KIZILDERİLİ KATLİAMI – KIZILDERİLİ SOYKIRIMI

Kristof Kolomb, Hindistan’a varmak üzere çıktığı deniz yolculuğunda Amerika’ya ayak basınca burasını Hindistan sanmış, yerli halka “Hintliler” adını vermişti. Bu yüzden Kızılderililere bugünkü Amerikalılar da “Indian” (Hintli) denilir.

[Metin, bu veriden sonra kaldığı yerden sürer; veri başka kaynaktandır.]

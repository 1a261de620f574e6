//! Product records and the two ways of assembling them

use scraper::Html;
use serde::{Deserialize, Serialize};
use tracing::{debug, warn};
use uuid::Uuid;

use crate::config::PricePolicy;
use crate::error::{PriceLocation, Result};
use crate::extractors::{parse_price, select_first_text, CompiledSelectors};

/// One catalog entry. Field order is the JSON key order.
#[derive(Debug, Clone, PartialEq, Eq, Serialize, Deserialize)]
pub struct Product {
    pub id: Uuid,
    pub name: String,
    pub price: String,
    pub code: String,
}

impl Product {
    /// Create a record with a fresh random id
    pub fn new(name: String, price: String, code: String) -> Self {
        Self::with_id(Uuid::new_v4(), name, price, code)
    }

    pub fn with_id(id: Uuid, name: String, price: String, code: String) -> Self {
        Self {
            id,
            name,
            price,
            code,
        }
    }
}

/// Zip names, prices and codes by index.
///
/// The result is at most as long as the shortest list. Nothing ties the
/// lists together except document order. A `None` price drops that index.
pub fn assemble_positional(
    names: Vec<String>,
    prices: Vec<Option<String>>,
    codes: Vec<String>,
) -> Vec<Product> {
    if names.len() != prices.len() || names.len() != codes.len() {
        warn!(
            "Field counts differ (names={}, prices={}, codes={}); truncating to the shortest",
            names.len(),
            prices.len(),
            codes.len()
        );
    }

    names
        .into_iter()
        .zip(prices)
        .zip(codes)
        .filter_map(|((name, price), code)| price.map(|price| Product::new(name, price, code)))
        .collect()
}

/// Result of container-scoped assembly
#[derive(Debug, Default)]
pub struct ContainerAssembly {
    pub products: Vec<Product>,
    pub containers: usize,
    /// Cards dropped for a missing field or, under [`PricePolicy::Skip`], a malformed price
    pub skipped: usize,
}

/// Build one product per container element, reading each field from the
/// first match inside that container.
pub fn assemble_from_containers(
    document: &Html,
    selectors: &CompiledSelectors,
    container: &scraper::Selector,
    policy: PricePolicy,
) -> Result<ContainerAssembly> {
    let mut assembly = ContainerAssembly::default();

    for (index, card) in document.select(container).enumerate() {
        assembly.containers += 1;

        let name = select_first_text(card, &selectors.name);
        let code = select_first_text(card, &selectors.code);
        let price_text = select_first_text(card, &selectors.price);

        let (Some(name), Some(price_text), Some(code)) = (name, price_text, code) else {
            debug!("Container #{} lacks a name, price or code; skipping", index);
            assembly.skipped += 1;
            continue;
        };

        let price = match parse_price(PriceLocation::Container(index), &price_text) {
            Ok(price) => price,
            Err(e) if policy == PricePolicy::Skip && e.is_extraction_shape() => {
                warn!("Skipping container #{}: {}", index, e);
                assembly.skipped += 1;
                continue;
            }
            Err(e) => return Err(e),
        };

        assembly.products.push(Product::new(name, price, code));
    }

    Ok(assembly)
}

#[cfg(test)]
mod tests {
    use super::*;
    use crate::config::SelectorConfig;
    use crate::error::CatalogError;
    use crate::extractors::compile_selector;
    use std::collections::HashSet;

    fn strings(items: &[&str]) -> Vec<String> {
        items.iter().map(|s| s.to_string()).collect()
    }

    fn prices(items: &[&str]) -> Vec<Option<String>> {
        items.iter().map(|s| Some(s.to_string())).collect()
    }

    #[test]
    fn test_positional_truncates_to_shortest() {
        let products = assemble_positional(
            strings(&["A", "B", "C"]),
            prices(&["1", "2"]),
            strings(&["a", "b", "c", "d"]),
        );
        assert_eq!(products.len(), 2);
        assert_eq!(products[1].name, "B");
        assert_eq!(products[1].price, "2");
        assert_eq!(products[1].code, "b");
    }

    #[test]
    fn test_positional_empty_field() {
        let products = assemble_positional(strings(&["A"]), vec![], strings(&["a"]));
        assert!(products.is_empty());
    }

    #[test]
    fn test_positional_skipped_price_keeps_alignment() {
        let products = assemble_positional(
            strings(&["A", "B", "C"]),
            vec![Some("1".to_string()), None, Some("3".to_string())],
            strings(&["a", "b", "c"]),
        );
        let summary: Vec<_> = products
            .iter()
            .map(|p| (p.name.as_str(), p.price.as_str(), p.code.as_str()))
            .collect();
        assert_eq!(summary, vec![("A", "1", "a"), ("C", "3", "c")]);
    }

    #[test]
    fn test_ids_are_unique() {
        let names: Vec<String> = (0..50).map(|i| format!("name {i}")).collect();
        let prices = names.iter().cloned().map(Some).collect();
        let products = assemble_positional(names.clone(), prices, names);
        let ids: HashSet<Uuid> = products.iter().map(|p| p.id).collect();
        assert_eq!(ids.len(), 50);
        assert!(products.iter().all(|p| p.id.get_version_num() == 4));
    }

    #[test]
    fn test_container_assembly() {
        let html = r#"
        <div class="card">
            <span class="ml-1">WA-001</span>
            <h6 class="title text-dots">Widget A</h6>
            <span class="price-new">Цена: = 49.50 ман</span>
        </div>
        <div class="card">
            <h6 class="title text-dots">No code</h6>
            <span class="price-new">Цена: = 5 ман</span>
        </div>
        <div class="card">
            <h6 class="title text-dots">Widget C</h6>
            <span class="price-new">Цена: = 7 ман</span>
            <span class="ml-1">WC-003</span>
        </div>
        "#;
        let document = Html::parse_document(html);
        let selectors = CompiledSelectors::compile(&SelectorConfig::default()).unwrap();
        let container = compile_selector("div.card").unwrap();

        let assembly =
            assemble_from_containers(&document, &selectors, &container, PricePolicy::FailFast)
                .unwrap();
        assert_eq!(assembly.containers, 3);
        assert_eq!(assembly.skipped, 1);
        let summary: Vec<_> = assembly
            .products
            .iter()
            .map(|p| (p.name.as_str(), p.price.as_str(), p.code.as_str()))
            .collect();
        assert_eq!(summary, vec![("Widget A", "49.50", "WA-001"), ("Widget C", "7", "WC-003")]);
    }

    #[test]
    fn test_container_price_policy() {
        let html = r#"
        <div class="card">
            <h6 class="title text-dots">Sold out</h6>
            <span class="ml-1">S-1</span>
        </div>
        <div class="card">
            <h6 class="title text-dots">Bad</h6>
            <span class="price-new">call us</span>
            <span class="ml-1">B-1</span>
        </div>
        <div class="card">
            <h6 class="title text-dots">Good</h6>
            <span class="price-new">Цена: = 3 ман</span>
            <span class="ml-1">G-1</span>
        </div>
        "#;
        let document = Html::parse_document(html);
        let selectors = CompiledSelectors::compile(&SelectorConfig::default()).unwrap();
        let container = compile_selector("div.card").unwrap();

        let err = assemble_from_containers(&document, &selectors, &container, PricePolicy::FailFast)
            .unwrap_err();
        assert!(matches!(
            err,
            CatalogError::MissingPriceDelimiter { at: PriceLocation::Container(1), .. }
        ));
        assert!(err.to_string().starts_with("price in container #1 "));

        let assembly =
            assemble_from_containers(&document, &selectors, &container, PricePolicy::Skip).unwrap();
        assert_eq!(assembly.products.len(), 1);
        assert_eq!(assembly.products[0].code, "G-1");
        assert_eq!(assembly.skipped, 2);
    }
}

Avrupalılar kıtaya ayak bastığında yaklaşık 4.2 milyon, Güney Amerika’da ise 10 milyon yerli Kızılderili vardı. Bu noktadan sonra nüfus hızla azalmaya başlamıştır. Çeşitli, katliamlar, bulaşıcı hastalıklar ile Kızılderililer nüfus olarak azalmıştır ve topraklarını kaybetmiştir.

Kızılderili topluluğunun ayrı dilleri olsa da genel olarak hepsi, bir şey anlatmak için kelime ya da cümle değil, tek tek kelimelerin birleştirilmesiyle türetilen bileşik kelimeler kullanırlar. Meselâ “o kadın çizgili bir elbise giyiyordu” cümlesine “kadın – çizgi – elbise” denilmektedir.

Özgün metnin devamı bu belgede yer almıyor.